BANJARBARU, banuapost.co.id–
Tim Pengendali Inflasi Daerah (TPID) diminta mengedalikan kondisi di Kalsel,
terlebih lagi disaat menjelang Bulan Suci Ramadhan dan Hari Raya Idul Fitri.
Permintaan itu dikemukakan Gubernur H Sahbirin Noor
sebelum membuka secara resmi Rapat Koordinasi Daerah Tim Pengendali Inflasi
Daerah (Rakorda TPID) se Kalsel Semester 1, Kamis (25/4).
Dengan terjadinya inflas, menurut gubernur, akan
berakibat pada menurunnya daya beli masyarakat. Karena itulah, TPID diingatlan untuk berperan mengendalikannya.

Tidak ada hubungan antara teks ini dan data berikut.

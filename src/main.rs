use cardpress::{
    CardpressError, DEFAULT_CARDS_PER_PAGE, ExportBuilder, ExportFormat, PageSetup, Project, ProjectStore,
    import_workbook,
};
use clap::{Parser, Subcommand, ValueEnum};
use std::path::PathBuf;

/// Lay out business cards from a saved project and export printable sheets.
#[derive(Parser, Debug)]
#[command(name = "cardpress", version, about)]
struct Cli {
    /// Project store directory (defaults to $CARDPRESS_HOME or ~/.business-card-generator)
    #[arg(long, global = true)]
    store: Option<PathBuf>,

    #[command(subcommand)]
    command: Command,
}

#[derive(Subcommand, Debug)]
enum Command {
    /// List saved projects
    List,
    /// Create a project with the default fields
    Create { name: String },
    /// Export a project's cards to PDF or Word
    Export {
        project: String,
        output: PathBuf,
        #[arg(short = 'n', long, default_value_t = DEFAULT_CARDS_PER_PAGE)]
        cards_per_page: usize,
        /// Output format; inferred from the output extension when omitted
        #[arg(short, long)]
        format: Option<String>,
        #[arg(long, value_enum, default_value_t = Paper::Letter)]
        paper: Paper,
    },
    /// Replace a project's fields and cards with the contents of a spreadsheet
    Import { spreadsheet: PathBuf, project: String },
}

#[derive(ValueEnum, Clone, Copy, Debug)]
enum Paper {
    Letter,
    A4,
}

impl Paper {
    fn setup(self) -> PageSetup {
        match self {
            Paper::Letter => PageSetup::letter(),
            Paper::A4 => PageSetup::a4(),
        }
    }
}

fn main() -> Result<(), CardpressError> {
    env_logger::Builder::from_env(env_logger::Env::default().default_filter_or("info")).init();

    let cli = Cli::parse();
    let store = match cli.store {
        Some(dir) => ProjectStore::new(dir),
        None => ProjectStore::from_env()?,
    };

    match cli.command {
        Command::List => {
            for name in store.list()? {
                println!("{}", name);
            }
        }
        Command::Create { name } => {
            let project = store.create(&name)?;
            println!("Created {}", project.dir().display());
        }
        Command::Export { project, output, cards_per_page, format, paper } => {
            let project = store.open(&project)?;
            let mut builder = ExportBuilder::new()
                .with_cards_per_page(cards_per_page)
                .with_page_setup(paper.setup())
                .with_asset_root(project.dir());
            if let Some(format) = format {
                builder = builder.with_format(format.parse::<ExportFormat>()?);
            }
            let report = builder
                .build()?
                .export(&project.deck.template, &project.deck.records, &output)?;
            for warning in &report.warnings {
                eprintln!("warning: {}", warning);
            }
            println!(
                "Wrote {} cards on {} page(s) to {}",
                report.cards,
                report.pages,
                output.display()
            );
        }
        Command::Import { spreadsheet, project } => {
            let deck = import_workbook(&spreadsheet)?;
            let mut project = match store.open(&project) {
                Ok(mut existing) => {
                    existing.deck = deck;
                    existing
                }
                Err(cardpress::ProjectError::NotFound(_)) => Project::new(&project, store.project_dir(&project)?, deck),
                Err(e) => return Err(e.into()),
            };
            let report = store.save(&mut project)?;
            for warning in &report.warnings {
                eprintln!("warning: {}", warning);
            }
            println!(
                "Imported {} cards with {} fields into '{}'",
                project.deck.records.len(),
                project.deck.template.len(),
                project.name()
            );
        }
    }
    Ok(())
}
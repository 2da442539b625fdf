use crate::error::ModelError;
use cardpress_types::{Color, Rect};
use serde::{Deserialize, Serialize};

/// What a field holds: a line of text or a reference to an image file.
#[derive(Debug, Clone, Copy, Default, PartialEq, Eq, Hash, Serialize, Deserialize)]
#[serde(rename_all = "lowercase")]
pub enum FieldKind {
    #[default]
    Text,
    Image,
}

impl FieldKind {
    /// Default size in design units for a freshly added field of this kind.
    pub fn default_size(self) -> (f32, f32) {
        match self {
            FieldKind::Text => (100.0, 25.0),
            FieldKind::Image => (80.0, 80.0),
        }
    }
}

/// Text styling. Image fields carry one too but never read it.
#[derive(Debug, Clone, PartialEq, Serialize, Deserialize)]
#[serde(default)]
pub struct TextStyle {
    pub font_family: String,
    pub font_size: f32,
    pub color: Color,
    pub bold: bool,
    pub italic: bool,
}

impl Default for TextStyle {
    fn default() -> Self {
        Self {
            font_family: "Arial".to_string(),
            font_size: 12.0,
            color: Color::BLACK,
            bold: false,
            italic: false,
        }
    }
}

fn default_width() -> f32 {
    100.0
}

fn default_height() -> f32 {
    30.0
}

/// One placeholder on a card. Geometry is in design units on the
/// [`DESIGN_WIDTH`](crate::DESIGN_WIDTH) x [`DESIGN_HEIGHT`](crate::DESIGN_HEIGHT) canvas.
#[derive(Debug, Clone, PartialEq, Serialize, Deserialize)]
pub struct FieldDefinition {
    pub id: String,
    pub kind: FieldKind,
    #[serde(default)]
    pub x: f32,
    #[serde(default)]
    pub y: f32,
    #[serde(default = "default_width")]
    pub width: f32,
    #[serde(default = "default_height")]
    pub height: f32,
    #[serde(default)]
    pub z_index: i32,
    #[serde(default)]
    pub style: TextStyle,
}

impl FieldDefinition {
    pub fn new(id: impl Into<String>, kind: FieldKind) -> Self {
        let (width, height) = kind.default_size();
        Self {
            id: id.into(),
            kind,
            x: 0.0,
            y: 0.0,
            width,
            height,
            z_index: 0,
            style: TextStyle::default(),
        }
    }

    pub fn text(id: impl Into<String>) -> Self {
        Self::new(id, FieldKind::Text)
    }

    pub fn image(id: impl Into<String>) -> Self {
        Self::new(id, FieldKind::Image)
    }

    pub fn at(mut self, x: f32, y: f32) -> Self {
        self.x = x;
        self.y = y;
        self
    }

    pub fn sized(mut self, width: f32, height: f32) -> Self {
        self.width = width;
        self.height = height;
        self
    }

    pub fn with_z_index(mut self, z_index: i32) -> Self {
        self.z_index = z_index;
        self
    }

    pub fn with_style(mut self, style: TextStyle) -> Self {
        self.style = style;
        self
    }

    pub fn is_image(&self) -> bool {
        self.kind == FieldKind::Image
    }

    pub fn rect(&self) -> Rect {
        Rect::new(self.x, self.y, self.width, self.height)
    }

    pub fn validate(&self) -> Result<(), ModelError> {
        if self.id.trim().is_empty() {
            return Err(ModelError::EmptyIdentifier);
        }
        if !(self.width > 0.0 && self.height > 0.0) {
            return Err(ModelError::InvalidGeometry {
                id: self.id.clone(),
                width: self.width,
                height: self.height,
            });
        }
        Ok(())
    }
}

Dijelaskan Paman Birin, sapaan akrabnya, inflasi merupakan
fenomena yang seringkali identik
dengan kenaikan tingkat harga komoditas tertentu. Sebab itu, tingginya
inflasi tentu saja dapat mengurangi daya beli masyarakat dan menciptakan
ketidakpastian dalam perekonomian.
”Untuk mengendalikan inflasi, pemerintah dan seluruh
pemangku kepentingan, baik di pusat maupun daerah, harus menyusun strategi dan
kebijakan, serta mengimplementasikannya secara simultan dan terkoordinir,” imbuhnya.
Sementara Kepala Perwakilan BI Kalsel, Herawanto, yakin
inflasi di Kalsel akan terkendali jika kebutuhan pokok tersedia sesuai dengan
kebutuhan masyarakat, terutama di saat jelang Bulan Suci Ramadhan dan Idul Fitri.